Methods: We enrolled 281 patients with postischemic (n = 153) or nonischemic (n = 128) dilated cardiomyopathy. Total and free T(3) concentrations, and traditional clinical and functional cardiac parameters, were measured 2 to 5 days after hospital admission. A multivariate model was utilized to predict all-cause and cardiac mortality.

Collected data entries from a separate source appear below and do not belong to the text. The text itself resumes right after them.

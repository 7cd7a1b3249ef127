use clap::Parser;
use std::path::PathBuf;

use crate::replicate::session::Security;

const EXAMPLES: &str = "\
Examples:
  IMAP to IMAP:
    mailclone --source mail.example.com me@example.com pa5sw0rd --destination mail.example2.com me@example2.com pa5sw0rd2

  IMAP to store:
    mailclone --source mail.example.com me@example.com pa5sw0rd --destination backup.db

  Store to IMAP:
    mailclone --source backup.db --destination mail.example2.com me@example2.com pa5sw0rd2";

#[derive(Parser, Debug)]
#[command(
    name = "mailclone",
    version,
    about = "Clone mailbox folders, messages and flags between IMAP servers and a SQLite store",
    after_help = EXAMPLES
)]
pub struct Cli {
    /// Source: HOST[:PORT] USER PASSWORD for an IMAP server, or PATH for a store
    #[arg(short, long, num_args = 1..=3, value_names = ["HOST|PATH", "USER", "PASSWORD"])]
    pub source: Vec<String>,

    /// Destination: HOST[:PORT] USER PASSWORD for an IMAP server, or PATH for a store
    #[arg(short, long, num_args = 1..=3, value_names = ["HOST|PATH", "USER", "PASSWORD"])]
    pub destination: Vec<String>,

    /// Transport security for the source server
    #[arg(long, value_enum)]
    pub source_security: Option<Security>,

    /// Transport security for the destination server
    #[arg(long, value_enum)]
    pub destination_security: Option<Security>,

    /// Seconds to wait before retrying a failed server operation
    #[arg(long, value_name = "SECS")]
    pub retry_delay: Option<u64>,

    /// Give up after this many attempts per operation (default: retry forever)
    #[arg(long, value_name = "N", value_parser = clap::value_parser!(u32).range(1..))]
    pub max_attempts: Option<u32>,

    /// TOML file with [source], [destination] and [retry] sections
    #[arg(short, long, value_name = "FILE")]
    pub config: Option<PathBuf>,

    /// Debug logging
    #[arg(short, long)]
    pub verbose: bool,
}
pub mod cli;
pub mod config;
pub mod error;
pub mod replicate;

Results: All-cause mortality was 23% (n = 64) after a mean (+/-SD) of 12 +/- 7 months of follow-up; 47 (73%) of the patients died from cardiac causes. The mean ejection fraction was lower in those patients who died than in those who survived (26% +/- 8% vs. 31% +/- 8%, P < 0.001), as were levels of total T(3) (1.0 +/- 0.4 nmol/L vs. 1.3 +/- 0.3 nmol/L, P < 0.001) and free T(3) (3.2 +/- 1.4 pmol/L vs. 3.7 +/- 1.0 pmol/L, P < 0.001). In a multivariate model, ejection fraction (odds ratio [OR] = 2.0 per 10% decrease; 95% confidence interval [CI]: 1.4 to 2.8 per 10% decrease; P < 0.001) and total T(3) level (OR = 0.3 per 1-nmol/L increase; 95% CI: 0.1 to 0.5 per 1-nmol/L increase; P < 0.001) were the only independent predictors of all-cause mortality. In an alternative model using free T(3) levels, ejection fraction (OR = 1.9; 95% CI: 1.4 to 2.7; P < 0.001) and free T(3) level (OR = 0.6 per 1 pmol/L; 95% CI: 0.5 to 0.8 per 1 pmol/L; P <0.02) were associated with all-cause mortality. When we considered cardiac mortality alone, male sex (OR = 3.5; 95% CI: 1.7 to 13; P < 0.04), ejection fraction (OR = 1.7; 95% CI: 1.2 to 2.5; P < 0.006), and total T(3) level (OR = 0.3; 95% CI: 0.2 to 0.7; P < 0.002) were independent predictors with the multivariate model.
Conclusion: Low T(3) levels are an independent predictor of mortality in patients with chronic heart failure, adding prognostic information to conventional clinical and functional cardiac parameters.